Biochar, a carbon-rich co-product derived from the pyrolysis of biomass for fuel for energy production, often exhibits beneficial chemical and physical properties when added to soils and soilless substrates. Research into the use of biochar to improve plant productivity and growth has increased over the past decade. Much of this research has been done in controlled environments, and often these experiments focus on using biochar as an alternative to sphagnum peat, or on how biochar affects plants grown in soil. Few studies have investigated biochar's effects on a specific plant in both greenhouse and field production, and from seed to harvest. The objective of this research was to explore the possibility of using biochar in both the transplant and field production of bell pepper Capsicum annuum L.

In the transplant experiment using a randomized split-plot design biochar was mixed in a retail substrate (Jiffy Mix® Growers Choice #901, Lorain, OH. Biochar was added to Jiffy Mix® at rates of 0%, 20%, 40%, 60%, and 80% (w/w). Bell pepper var. `Paladin' was direct-seeded and grown 53 days in cell-flat sizes of 50, 72, and 98 at each of the five levels of biochar addition. In the field experiment biochar was incorporated into a Clarion loam and an Anthrosol consisting of sand and pea gravel at the rates of 0 kg^.m^-2 (control), 1.1, 2.2, and 4.5 kg^.m^-2 in 2012. Bell peppers were then grown on black plastic mulch and bare soil beds for two seasons.

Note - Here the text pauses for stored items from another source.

//! Optimistic mutation queue - locally-applied, unconfirmed changes.
//!
//! Every mutating call first records the change it expects the server to
//! confirm. The records overlay cached views until the call's outcome is
//! known: confirmation replaces the overlay with an authoritative change,
//! failure removes the record and the affected views re-derive their
//! visible state from confirmed state plus the records still pending. That
//! re-derivation - never an inverse-patch subtraction - is what keeps
//! concurrent in-flight edits to the same identity intact when an earlier
//! one rolls back.
//!
//! Records are owned exclusively by the queue and never persisted.

use std::sync::atomic::{AtomicU64, Ordering};
use std::sync::Mutex;

use crate::resource::ResourceChange;

/// Identifier for one in-flight mutating operation.
pub type OperationId = u64;

/// A speculative, unconfirmed local mutation.
#[derive(Clone, Debug, PartialEq)]
pub struct OptimisticRecord {
    pub operation_id: OperationId,
    pub change: ResourceChange,
}

/// Issuance-ordered set of pending optimistic records.
pub struct OptimisticQueue {
    records: Mutex<Vec<OptimisticRecord>>,
    next_id: AtomicU64,
}

impl Default for OptimisticQueue {
    fn default() -> Self {
        Self::new()
    }
}

impl OptimisticQueue {
    /// Create an empty queue.
    pub fn new() -> Self {
        OptimisticQueue {
            records: Mutex::new(Vec::new()),
            next_id: AtomicU64::new(1),
        }
    }

    /// Record a newly-issued mutation. Records keep issuance order; the
    /// returned id is what `settle` later removes.
    pub fn begin(&self, change: ResourceChange) -> OperationId {
        let operation_id = self.next_id.fetch_add(1, Ordering::Relaxed);
        self.records.lock().unwrap().push(OptimisticRecord {
            operation_id,
            change,
        });
        operation_id
    }

    /// Remove a record once its operation's outcome is known. Completion
    /// order may differ from issuance order; only the named operation's own
    /// record is touched.
    pub fn settle(&self, operation_id: OperationId) -> Option<ResourceChange> {
        let mut records = self.records.lock().unwrap();
        let position = records
            .iter()
            .position(|r| r.operation_id == operation_id)?;
        Some(records.remove(position).change)
    }

    /// The still-pending changes for one resource type, in issuance order.
    /// This is the fold input for re-deriving a live artifact's visible
    /// state.
    pub fn pending_for(&self, resource_type: &str) -> Vec<ResourceChange> {
        self.records
            .lock()
            .unwrap()
            .iter()
            .filter(|r| r.change.resource_type() == resource_type)
            .map(|r| r.change.clone())
            .collect()
    }

    /// Number of pending records across all resource types.
    pub fn len(&self) -> usize {
        self.records.lock().unwrap().len()
    }

    /// True when nothing is pending.
    pub fn is_empty(&self) -> bool {
        self.records.lock().unwrap().is_empty()
    }
}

Pepper seed germination increased as compared to the control in the 50- and 72- cell-trays with additions of 20%, 40%, and 60% biochar; however, biochar had no effect on germination in the 98-cell-tray. Plant height and dry weight were reduced as the biochar percentage increased, and as cell size decreased. Height and dry weight, measured at 53 days, decreased at differing rates within both factors, showing less variation between biochar treatments in the 98-cell-flat and less variation between cell volumes at the 80% biochar treatment level. Indirect estimate of chlorophyll using SPAD readings showed similar trends to the height and dry weight. Nitrate-N in the substrate was reduced by the end of the experiment except in the 60% and 80% biochar mixes, which had more nitrates at 53 days after planting.

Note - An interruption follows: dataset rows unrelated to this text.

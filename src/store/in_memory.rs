//! InMemoryStore - HashMap-backed versioned store for testing and fixtures.

use async_trait::async_trait;
use std::cmp::Ordering;
use std::collections::HashMap;
use std::sync::{Arc, RwLock};

use serde_json::Value;
use tracing::debug;

use crate::cursor::{scalar_cmp, Cursor, Direction, Page};
use crate::resource::{attrs_of, resource_from_attrs, AttrMap, Identity, Resource};

use super::{StoreError, Versioned, VersionedStore};

/// Internal stored representation of a resource.
struct StoredResource {
    attrs: AttrMap,
    version: u64,
}

/// In-memory versioned store backed by a HashMap.
///
/// Storage key is `"TYPE:identity"`. Clone-friendly via Arc. The `list`
/// implementation paginates on the ordering attribute with an exclusive
/// `since` bound, which assumes ordering values are distinct within one
/// query; equal-key rows straddling a page boundary are not re-fetched.
#[derive(Clone)]
pub struct InMemoryStore {
    storage: Arc<RwLock<HashMap<String, StoredResource>>>,
}

impl Default for InMemoryStore {
    fn default() -> Self {
        Self::new()
    }
}

impl InMemoryStore {
    /// Create a new empty store.
    pub fn new() -> Self {
        InMemoryStore {
            storage: Arc::new(RwLock::new(HashMap::new())),
        }
    }

    fn make_key(resource_type: &str, identity: &Identity) -> String {
        format!("{}:{}", resource_type, identity.canonical())
    }

    fn not_found<R: Resource>(identity: &Identity) -> StoreError {
        StoreError::NotFound {
            resource_type: R::TYPE_NAME.to_string(),
            identity: identity.canonical(),
        }
    }
}

#[async_trait]
impl VersionedStore for InMemoryStore {
    async fn retrieve<R: Resource>(&self, identity: &Identity) -> Result<Versioned<R>, StoreError> {
        let key = Self::make_key(R::TYPE_NAME, identity);
        let storage = self
            .storage
            .read()
            .map_err(|_| StoreError::Storage("lock poisoned".into()))?;

        let stored = storage.get(&key).ok_or_else(|| Self::not_found::<R>(identity))?;
        let data: R = resource_from_attrs(&stored.attrs)
            .map_err(|e| StoreError::Validation(e.to_string()))?;

        Ok(Versioned {
            data,
            version: stored.version,
        })
    }

    async fn create<R: Resource>(&self, resource: &R) -> Result<Versioned<R>, StoreError> {
        let identity = resource.identity();
        let key = Self::make_key(R::TYPE_NAME, &identity);
        let attrs = attrs_of(resource).map_err(|e| StoreError::Validation(e.to_string()))?;

        let mut storage = self
            .storage
            .write()
            .map_err(|_| StoreError::Storage("lock poisoned".into()))?;

        if storage.contains_key(&key) {
            return Err(StoreError::AlreadyExists {
                resource_type: R::TYPE_NAME.to_string(),
                identity: identity.canonical(),
            });
        }

        storage.insert(key, StoredResource { attrs, version: 1 });

        Ok(Versioned {
            data: resource.clone(),
            version: 1,
        })
    }

    async fn replace<R: Resource>(
        &self,
        resource: &R,
        expected_version: u64,
    ) -> Result<Versioned<R>, StoreError> {
        let identity = resource.identity();
        let key = Self::make_key(R::TYPE_NAME, &identity);
        let attrs = attrs_of(resource).map_err(|e| StoreError::Validation(e.to_string()))?;

        let mut storage = self
            .storage
            .write()
            .map_err(|_| StoreError::Storage("lock poisoned".into()))?;

        let stored = storage
            .get_mut(&key)
            .ok_or_else(|| Self::not_found::<R>(&identity))?;

        if stored.version != expected_version {
            return Err(StoreError::VersionConflict {
                resource_type: R::TYPE_NAME.to_string(),
                identity: identity.canonical(),
                expected: expected_version,
                actual: stored.version,
            });
        }

        stored.attrs = attrs;
        stored.version += 1;
        let version = stored.version;

        Ok(Versioned {
            data: resource.clone(),
            version,
        })
    }

    async fn update<R: Resource>(
        &self,
        identity: &Identity,
        partial: &AttrMap,
        expected_version: u64,
    ) -> Result<Versioned<R>, StoreError> {
        let key = Self::make_key(R::TYPE_NAME, identity);

        let mut storage = self
            .storage
            .write()
            .map_err(|_| StoreError::Storage("lock poisoned".into()))?;

        let stored = storage
            .get_mut(&key)
            .ok_or_else(|| Self::not_found::<R>(identity))?;

        if stored.version != expected_version {
            return Err(StoreError::VersionConflict {
                resource_type: R::TYPE_NAME.to_string(),
                identity: identity.canonical(),
                expected: expected_version,
                actual: stored.version,
            });
        }

        let mut merged = stored.attrs.clone();
        for (attr, value) in partial {
            merged.insert(attr.clone(), value.clone());
        }

        // The merged document must still deserialize to the resource type.
        let data: R =
            resource_from_attrs(&merged).map_err(|e| StoreError::Validation(e.to_string()))?;

        stored.attrs = merged;
        stored.version += 1;
        let version = stored.version;

        Ok(Versioned { data, version })
    }

    async fn destroy<R: Resource>(
        &self,
        identity: &Identity,
        expected_version: u64,
    ) -> Result<(), StoreError> {
        let key = Self::make_key(R::TYPE_NAME, identity);

        let mut storage = self
            .storage
            .write()
            .map_err(|_| StoreError::Storage("lock poisoned".into()))?;

        let stored = storage
            .get(&key)
            .ok_or_else(|| Self::not_found::<R>(identity))?;

        if stored.version != expected_version {
            return Err(StoreError::VersionConflict {
                resource_type: R::TYPE_NAME.to_string(),
                identity: identity.canonical(),
                expected: expected_version,
                actual: stored.version,
            });
        }

        storage.remove(&key);
        Ok(())
    }

    async fn list<R: Resource>(&self, cursor: &Cursor) -> Result<Page<R>, StoreError> {
        let storage = self
            .storage
            .read()
            .map_err(|_| StoreError::Storage("lock poisoned".into()))?;

        let prefix = format!("{}:", R::TYPE_NAME);
        let mut rows: Vec<(&String, &StoredResource)> = storage
            .iter()
            .filter(|(key, stored)| key.starts_with(&prefix) && cursor.accepts(&stored.attrs))
            .collect();

        rows.sort_by(|(key_a, a), (key_b, b)| {
            let null = Value::Null;
            let va = a.attrs.get(&cursor.ordering).unwrap_or(&null);
            let vb = b.attrs.get(&cursor.ordering).unwrap_or(&null);
            let cmp = match cursor.direction {
                Direction::Ascending => scalar_cmp(va, vb),
                Direction::Descending => scalar_cmp(vb, va),
            };
            // Storage key as a deterministic tie-break; HashMap iteration
            // order must not leak into page boundaries.
            if cmp == Ordering::Equal {
                key_a.cmp(key_b)
            } else {
                cmp
            }
        });

        let mut items = Vec::new();
        for (_, stored) in rows.iter().take(cursor.page_size) {
            match resource_from_attrs::<R>(&stored.attrs) {
                Ok(item) => items.push(item),
                Err(e) => {
                    debug!(resource_type = R::TYPE_NAME, error = %e, "skipping undecodable row");
                }
            }
        }

        let next = if rows.len() > cursor.page_size {
            items
                .last()
                .and_then(|last| last.attr(&cursor.ordering))
                .map(|since| cursor.clone().with_since(&since))
        } else {
            None
        };

        Ok(Page { items, next })
    }
}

Field trial results indicated biochar did not increase marketable fruit production in either soil type. Biochar did, however, affect leaf chlorophyll content in both fields, although not in the same year. Biochar decreased extractable NO₃–N in both fields (2012). Potassium concentrations were increased in the Clarion loam field both years. Biochar also decreased the amount of nitrate that was leached from the root zone into lysimeters in Clarion loam (2012) and sand Anthrosol (2013). Reductions in leaf chlorophyll content were seen in the same field in the same years as reductions in the nitrates leached from the root zone were seen. Our results indicated that biochar can be added to commercial soilless substrate at rates up to 40% without detrimental effects on pepper transplant production. We also concluded that additions of biochar up to 4.5 kg^.m^-2 are possible without causing losses in production; however productivity was not increased, so growers may have difficulty justifying the extra expense associated with biochar application. Our results also suggest that nitrates may be a concern when higher rates of biochar are added. This indicates that adding biochar to soils with the express purpose of sequestering carbon is possible, but more work should be done to insure no losses in productivity are seen.